PROMPT:
Go line by line through the records below. Copy whichever lines contain the string "return".

INFORMATION:
--------------------------------------------------
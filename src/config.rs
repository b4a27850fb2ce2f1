//! Configuration surface (§4.10, §6), loaded from environment variables with
//! defaults mirroring `original_source/src/config/settings.py`. Validated
//! eagerly at startup — an invalid configuration is fatal (§7 item 8).

use std::collections::HashMap;
use std::net::SocketAddr;

use serde::{Deserialize, Serialize};

use crate::error::{DispatchError, Result};

/// `host:port` the HTTP front-end binds to.
#[derive(Debug, Clone, Serialize, Deserialize)]
pub struct GeneralConfig {
    pub api_host: String,
    pub api_port: u16,
    pub max_concurrent_dispatches: usize,
}

impl Default for GeneralConfig {
    fn default() -> Self {
        Self {
            api_host: std::env::var("API_HOST").unwrap_or_else(|_| "0.0.0.0".to_string()),
            api_port: std::env::var("API_PORT")
                .ok()
                .and_then(|v| v.parse().ok())
                .unwrap_or(8000),
            max_concurrent_dispatches: std::env::var("MAX_CONCURRENT_DISPATCHES")
                .ok()
                .and_then(|v| v.parse().ok())
                .unwrap_or(64),
        }
    }
}

impl GeneralConfig {
    pub fn bind_addr(&self) -> Result<SocketAddr> {
        format!("{}:{}", self.api_host, self.api_port)
            .parse()
            .map_err(|e| DispatchError::InvalidConfig(format!("invalid api bind address: {e}")))
    }
}

/// Durable-tier connection settings (§4.6).
#[derive(Debug, Clone, Serialize, Deserialize)]
pub struct DatabaseConfig {
    pub url: String,
}

impl Default for DatabaseConfig {
    fn default() -> Self {
        Self {
            url: std::env::var("DATABASE_URL").unwrap_or_else(|_| "sqlite::memory:".to_string()),
        }
    }
}

/// Assignment protocol timing (§4.3 latency budget, §4.2 lock TTL).
#[derive(Debug, Clone, Serialize, Deserialize)]
pub struct AssignmentConfig {
    pub max_assignment_time_ms: u64,
    pub lock_ttl_seconds: u64,
    /// Cap on how many candidates the dispatcher will skip past before
    /// collapsing a binding race into saturation (§4.3 step 4, §9).
    pub max_candidates: usize,
}

impl Default for AssignmentConfig {
    fn default() -> Self {
        Self {
            max_assignment_time_ms: std::env::var("MAX_ASSIGNMENT_TIME_MS")
                .ok()
                .and_then(|v| v.parse().ok())
                .unwrap_or(100),
            lock_ttl_seconds: std::env::var("ASSIGNMENT_LOCK_TTL_SECONDS")
                .ok()
                .and_then(|v| v.parse().ok())
                .unwrap_or(5),
            max_candidates: std::env::var("MAX_ASSIGNMENT_CANDIDATES")
                .ok()
                .and_then(|v| v.parse().ok())
                .unwrap_or(16),
        }
    }
}

/// Simulated call-duration distribution (§4.5, §6).
#[derive(Debug, Clone, Copy, Serialize, Deserialize)]
pub struct CallDurationConfig {
    pub mean_seconds: f64,
    pub std_seconds: f64,
}

impl Default for CallDurationConfig {
    fn default() -> Self {
        Self {
            mean_seconds: std::env::var("CALL_DURATION_MEAN")
                .ok()
                .and_then(|v| v.parse().ok())
                .unwrap_or(180.0),
            std_seconds: std::env::var("CALL_DURATION_STD")
                .ok()
                .and_then(|v| v.parse().ok())
                .unwrap_or(180.0),
        }
    }
}

/// External notification sink settings (§4.7).
#[derive(Debug, Clone, Serialize, Deserialize)]
pub struct WebhookConfig {
    pub url: String,
    pub timeout_seconds: u64,
}

impl Default for WebhookConfig {
    fn default() -> Self {
        Self {
            url: std::env::var("WEBHOOK_URL")
                .unwrap_or_else(|_| "http://localhost:8001/webhook".to_string()),
            timeout_seconds: std::env::var("WEBHOOK_TIMEOUT")
                .ok()
                .and_then(|v| v.parse().ok())
                .unwrap_or(5),
        }
    }
}

/// Top-level dispatch engine configuration (§4.10).
#[derive(Debug, Clone, Serialize, Deserialize)]
pub struct DispatchConfig {
    pub general: GeneralConfig,
    pub database: DatabaseConfig,
    pub assignment: AssignmentConfig,
    pub call_duration: CallDurationConfig,
    pub webhook: WebhookConfig,
    pub agent_types: Vec<String>,
    pub call_types: Vec<String>,
    pub conversion_matrix: HashMap<String, HashMap<String, f64>>,
    pub test_num_calls: usize,
    pub test_num_agents: usize,
}

impl Default for DispatchConfig {
    fn default() -> Self {
        Self {
            general: GeneralConfig::default(),
            database: DatabaseConfig::default(),
            assignment: AssignmentConfig::default(),
            call_duration: CallDurationConfig::default(),
            webhook: WebhookConfig::default(),
            agent_types: default_agent_types(),
            call_types: default_call_types(),
            conversion_matrix: default_conversion_matrix(),
            test_num_calls: std::env::var("TEST_NUM_CALLS")
                .ok()
                .and_then(|v| v.parse().ok())
                .unwrap_or(100),
            test_num_agents: std::env::var("TEST_NUM_AGENTS")
                .ok()
                .and_then(|v| v.parse().ok())
                .unwrap_or(20),
        }
    }
}

impl DispatchConfig {
    /// Validate matrix entries lie in [0,1] and the declared type sets are
    /// non-empty (§7 item 8: invalid configuration is fatal at startup).
    pub fn validate(&self) -> Result<()> {
        if self.agent_types.is_empty() {
            return Err(DispatchError::InvalidConfig("agent_types must not be empty".into()));
        }
        if self.call_types.is_empty() {
            return Err(DispatchError::InvalidConfig("call_types must not be empty".into()));
        }
        for (agent_type, by_call_type) in &self.conversion_matrix {
            for (call_type, probability) in by_call_type {
                if !(0.0..=1.0).contains(probability) {
                    return Err(DispatchError::InvalidConfig(format!(
                        "conversion_matrix[{agent_type}][{call_type}] = {probability} is out of [0,1]"
                    )));
                }
            }
        }
        if self.call_duration.mean_seconds <= 0.0 {
            return Err(DispatchError::InvalidConfig(
                "call_duration.mean_seconds must be positive".into(),
            ));
        }
        if self.call_duration.std_seconds < 0.0 {
            return Err(DispatchError::InvalidConfig(
                "call_duration.std_seconds must be non-negative".into(),
            ));
        }
        Ok(())
    }
}

fn default_agent_types() -> Vec<String> {
    vec![
        "agente_tipo_1".to_string(),
        "agente_tipo_2".to_string(),
        "agente_tipo_3".to_string(),
        "agente_tipo_4".to_string(),
    ]
}

fn default_call_types() -> Vec<String> {
    vec![
        "llamada_tipo_1".to_string(),
        "llamada_tipo_2".to_string(),
        "llamada_tipo_3".to_string(),
        "llamada_tipo_4".to_string(),
    ]
}

/// Default conversion matrix (§6): a monotone gradient tapering from 0.30
/// down to 0.02, matching `original_source/src/config/settings.py` verbatim
/// since the Spanish labels and the probabilities are data, not code.
fn default_conversion_matrix() -> HashMap<String, HashMap<String, f64>> {
    let rows: [(&str, [f64; 4]); 4] = [
        ("agente_tipo_1", [0.30, 0.20, 0.10, 0.05]),
        ("agente_tipo_2", [0.20, 0.15, 0.07, 0.04]),
        ("agente_tipo_3", [0.15, 0.12, 0.06, 0.03]),
        ("agente_tipo_4", [0.12, 0.10, 0.04, 0.02]),
    ];
    let call_types = default_call_types();
    rows.into_iter()
        .map(|(agent_type, rates)| {
            let by_call_type = call_types
                .iter()
                .cloned()
                .zip(rates)
                .collect::<HashMap<_, _>>();
            (agent_type.to_string(), by_call_type)
        })
        .collect()
}

#[cfg(test)]
mod tests {
    use super::*;

    #[test]
    fn default_config_validates() {
        let config = DispatchConfig::default();
        config.validate().expect("default config must be valid");
    }

    #[test]
    fn out_of_range_matrix_entry_rejected() {
        let mut config = DispatchConfig::default();
        config
            .conversion_matrix
            .get_mut("agente_tipo_1")
            .unwrap()
            .insert("llamada_tipo_1".to_string(), 1.5);
        assert!(config.validate().is_err());
    }

    #[test]
    fn empty_agent_types_rejected() {
        let mut config = DispatchConfig::default();
        config.agent_types.clear();
        assert!(config.validate().is_err());
    }
}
--------------------------------------------------
RESPONSE BOX:
            return Err(DispatchError::InvalidConfig("agent_types must not be empty".into()));
            return Err(DispatchError::InvalidConfig("call_types must not be empty".into()));
                    return Err(DispatchError::InvalidConfig(format!(
            return Err(DispatchError::InvalidConfig(
            return Err(DispatchError::InvalidConfig(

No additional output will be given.